Mixed Model - Simple Case

\[ y_{i,k} = \mu + A_{k} + \epsilon_i \]

\[~\]

\[ \mathbf{y} = \mu\mathbf{1}_{nK} + \mathbf{E} \qquad \mathbf{E} \sim \mathcal{N}(\mathbf{0}, \mathbf{\Sigma}) \]

\[~\]

\[ \mathbf{\Sigma} = \begin{pmatrix} \mathbf{R} & \mathbf{0} & \cdots & \mathbf{0}\\ \mathbf{0} & \ddots & \ddots & \vdots\\ \vdots & \ddots & \ddots & \mathbf{0}\\ \mathbf{0} & \cdots & \mathbf{0} & \mathbf{R}\\ \end{pmatrix} \qquad \mathbf{R} = \begin{pmatrix} \sigma^2 + s_A^2 & s_A^2 & \cdots & s_A^2\\ s_A^2 & \ddots & \ddots & \vdots\\ \vdots & \ddots & \ddots & s_A^2\\ s_A^2 & \cdots & s_A^2 & \sigma^2 + s_A^2\\ \end{pmatrix} \]

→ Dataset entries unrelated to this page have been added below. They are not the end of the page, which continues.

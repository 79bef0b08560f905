//! Fixed geometry and palettes of the poster canvas.

use poster_core::color::Color;
use poster_core::visual::{Padding, Size};

/// Logical poster canvas, 48×36 inches at 100 units per inch.
pub const CANVAS: Size = Size {
    width: 4800.0,
    height: 3600.0,
};
pub const HEADER_HEIGHT: f64 = 400.0;
pub const BODY_HEIGHT: f64 = CANVAS.height - HEADER_HEIGHT;

pub const CHART_CANVAS: Size = Size {
    width: 800.0,
    height: 500.0,
};

/// Bar charts leave extra room above the plot for value labels.
pub const BAR_PADDING: Padding = Padding {
    top: 80.0,
    right: 40.0,
    bottom: 80.0,
    left: 100.0,
};
pub const SERIES_PADDING: Padding = Padding {
    top: 60.0,
    ..BAR_PADDING
};

pub const BAR_TITLE_SIZE: f64 = 32.0;
pub const SERIES_TITLE_SIZE: f64 = 28.0;

pub const GRID_TICKS: [f64; 5] = [0.0, 0.25, 0.5, 0.75, 1.0];
pub const HEADROOM: f64 = 1.1;
pub const FALLBACK_MAX: f64 = 100.0;
/// Share of each bar slot taken by the bar; the rest is split either side.
pub const BAR_FILL_RATIO: f64 = 0.6;
pub const PIE_LABEL_RADIUS: f64 = 0.7;
pub const PIE_NEUTRALS: [Color; 2] = [Color::rgb(0x94, 0xa3, 0xb8), Color::rgb(0xcb, 0xd5, 0xe1)];
pub const LEGEND_ROW: f64 = 30.0;

pub const GRID_COLOR: Color = Color::GRAY_200;
pub const TICK_COLOR: Color = Color::GRAY_500;

pub const MATERIALS_PREVIEW_CHARS: usize = 300;
pub const FIGURE_CAPTION: &str = "Figure 1. Analysis of Key Metrics.";
pub const ACKNOWLEDGEMENTS: &str =
    "We thank the school administration and our mentors for their support.";

/// Accent that is too pale for cycle arrows, and its replacement.
pub const PALE_ACCENT: Color = Color::rgb(0xfe, 0xf0, 0x8a);
pub const PALE_ACCENT_SWAP: Color = Color::rgb(0xfc, 0xa5, 0xa5);

/// Fixed tint family for a geometric panel.
#[derive(Debug, Clone, Copy, PartialEq, Eq)]
pub struct Tint {
    pub fill: Color,
    pub band: Color,
    pub edge: Color,
    pub ink: Color,
}

pub const ROSE: Tint = Tint {
    fill: Color::rgb(0xff, 0xf1, 0xf2),
    band: Color::rgb(0xff, 0xf1, 0xf2),
    edge: Color::rgb(0xfb, 0x71, 0x85),
    ink: Color::rgb(0x9f, 0x12, 0x39),
};
pub const SLATE: Tint = Tint {
    fill: Color::rgb(0xf1, 0xf5, 0xf9),
    band: Color::rgb(0xe2, 0xe8, 0xf0),
    edge: Color::rgb(0x94, 0xa3, 0xb8),
    ink: Color::rgb(0x33, 0x41, 0x55),
};
pub const INDIGO: Tint = Tint {
    fill: Color::rgb(0xee, 0xf2, 0xff),
    band: Color::rgb(0xe0, 0xe7, 0xff),
    edge: Color::rgb(0x81, 0x8c, 0xf8),
    ink: Color::rgb(0x37, 0x30, 0xa3),
};
pub const EMERALD: Tint = Tint {
    fill: Color::rgb(0xec, 0xfd, 0xf5),
    band: Color::rgb(0xec, 0xfd, 0xf5),
    edge: Color::rgb(0x10, 0xb9, 0x81),
    ink: Color::rgb(0x06, 0x5f, 0x46),
};
pub const AMBER: Tint = Tint {
    fill: Color::rgb(0xff, 0xfb, 0xeb),
    band: Color::rgb(0xff, 0xfb, 0xeb),
    edge: Color::rgb(0xfb, 0xbf, 0x24),
    ink: Color::rgb(0x92, 0x40, 0x0e),
};

/// Width of one grid unit: `cols` equal tracks inside `width` after
/// outer padding and inter-track gaps.
pub fn grid_unit(width: f64, padding: f64, gap: f64, cols: u32) -> f64 {
    let cols = f64::from(cols.max(1));
    (width - 2.0 * padding - (cols - 1.0) * gap) / cols
}

/// Width of a track spanning `span` units.
pub fn span_width(unit: f64, gap: f64, span: u32) -> f64 {
    let span = f64::from(span.max(1));
    unit * span + gap * (span - 1.0)
}
//! RGBA colors with hex parsing.
//!
//! Colors serialize as CSS strings: `#rrggbb` when opaque and
//! `rgba(r,g,b,a)` otherwise, so the visual tree can be dropped straight
//! into SVG or a browser style attribute.

use std::fmt;
use std::str::FromStr;

use serde::{Deserialize, Deserializer, Serialize, Serializer};

use crate::error::CoreError;

#[derive(Debug, Clone, Copy, PartialEq, Eq, Hash)]
pub struct Color {
    pub r: u8,
    pub g: u8,
    pub b: u8,
    pub a: u8,
}

impl Color {
    pub const WHITE: Color = Color::rgb(0xff, 0xff, 0xff);
    pub const BLACK: Color = Color::rgb(0x00, 0x00, 0x00);
    pub const TRANSPARENT: Color = Color::rgba(0, 0, 0, 0);

    /// Tailwind gray-50, used behind chart placeholders.
    pub const GRAY_50: Color = Color::rgb(0xf9, 0xfa, 0xfb);
    pub const GRAY_100: Color = Color::rgb(0xf3, 0xf4, 0xf6);
    pub const GRAY_200: Color = Color::rgb(0xe5, 0xe7, 0xeb);
    pub const GRAY_300: Color = Color::rgb(0xd1, 0xd5, 0xdb);
    pub const GRAY_400: Color = Color::rgb(0x9c, 0xa3, 0xaf);
    pub const GRAY_500: Color = Color::rgb(0x6b, 0x72, 0x80);

    pub const fn rgb(r: u8, g: u8, b: u8) -> Self {
        Self { r, g, b, a: 0xff }
    }

    pub const fn rgba(r: u8, g: u8, b: u8, a: u8) -> Self {
        Self { r, g, b, a }
    }

    /// Parse `#rgb`, `#rrggbb` or `#rrggbbaa` (leading `#` optional).
    pub fn from_hex(hex: &str) -> Result<Self, CoreError> {
        let digits = hex.trim().trim_start_matches('#');
        let invalid = || CoreError::InvalidColor(hex.to_string());

        if !digits.chars().all(|c| c.is_ascii_hexdigit()) {
            return Err(invalid());
        }

        let channel = |s: &str| u8::from_str_radix(s, 16).map_err(|_| invalid());

        match digits.len() {
            3 => {
                let expand = |i: usize| channel(&digits[i..i + 1]).map(|v| v * 17);
                Ok(Self::rgb(expand(0)?, expand(1)?, expand(2)?))
            }
            6 => Ok(Self::rgb(
                channel(&digits[0..2])?,
                channel(&digits[2..4])?,
                channel(&digits[4..6])?,
            )),
            8 => Ok(Self::rgba(
                channel(&digits[0..2])?,
                channel(&digits[2..4])?,
                channel(&digits[4..6])?,
                channel(&digits[6..8])?,
            )),
            _ => Err(invalid()),
        }
    }

    /// Same color with the alpha channel replaced by `alpha` in `[0, 1]`.
    pub fn with_alpha(self, alpha: f64) -> Self {
        let a = (alpha.clamp(0.0, 1.0) * 255.0).round() as u8;
        Self { a, ..self }
    }

    pub fn is_opaque(&self) -> bool {
        self.a == 0xff
    }

    /// `#rrggbb`, ignoring alpha. Slide decks take colors in this form
    /// without the leading `#`.
    pub fn to_hex(&self) -> String {
        format!("#{:02x}{:02x}{:02x}", self.r, self.g, self.b)
    }
}

impl fmt::Display for Color {
    fn fmt(&self, f: &mut fmt::Formatter<'_>) -> fmt::Result {
        if self.is_opaque() {
            write!(f, "{}", self.to_hex())
        } else {
            let alpha = f64::from(self.a) / 255.0;
            write!(f, "rgba({},{},{},{:.3})", self.r, self.g, self.b, alpha)
        }
    }
}

impl FromStr for Color {
    type Err = CoreError;

    fn from_str(s: &str) -> Result<Self, Self::Err> {
        let trimmed = s.trim();
        if let Some(body) = trimmed
            .strip_prefix("rgba(")
            .and_then(|rest| rest.strip_suffix(')'))
        {
            let parts: Vec<&str> = body.split(',').map(str::trim).collect();
            let invalid = || CoreError::InvalidColor(s.to_string());
            if parts.len() != 4 {
                return Err(invalid());
            }
            let r = parts[0].parse().map_err(|_| invalid())?;
            let g = parts[1].parse().map_err(|_| invalid())?;
            let b = parts[2].parse().map_err(|_| invalid())?;
            let a: f64 = parts[3].parse().map_err(|_| invalid())?;
            return Ok(Self::rgb(r, g, b).with_alpha(a));
        }
        Self::from_hex(trimmed)
    }
}

impl Serialize for Color {
    fn serialize<S: Serializer>(&self, serializer: S) -> Result<S::Ok, S::Error> {
        serializer.collect_str(self)
    }
}

impl<'de> Deserialize<'de> for Color {
    fn deserialize<D: Deserializer<'de>>(deserializer: D) -> Result<Self, D::Error> {
        let s = String::deserialize(deserializer)?;
        s.parse().map_err(serde::de::Error::custom)
    }
}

Mixed Model - General Case

Linear Model \[ \mathbf{y} \sim \mathcal{N}(\mathbf{X}\boldsymbol{\beta}, \sigma^2 \mathbf{I}_n) \]

\[~\]

Mixed Model \[ \mathbf{y} \sim \mathcal{N}(\mathbf{X}\boldsymbol{\beta}, \mathbf{\Sigma}) \]

\[~\] with \(\mathbf{\Sigma}\) structured covariance matrix.

Mixed Model - Sleep

For observation \(i\) of group \(k\): \[ y_{i,k} = \mu + A_{k} + (\beta + G_k) \times x_{i} + \epsilon_i \]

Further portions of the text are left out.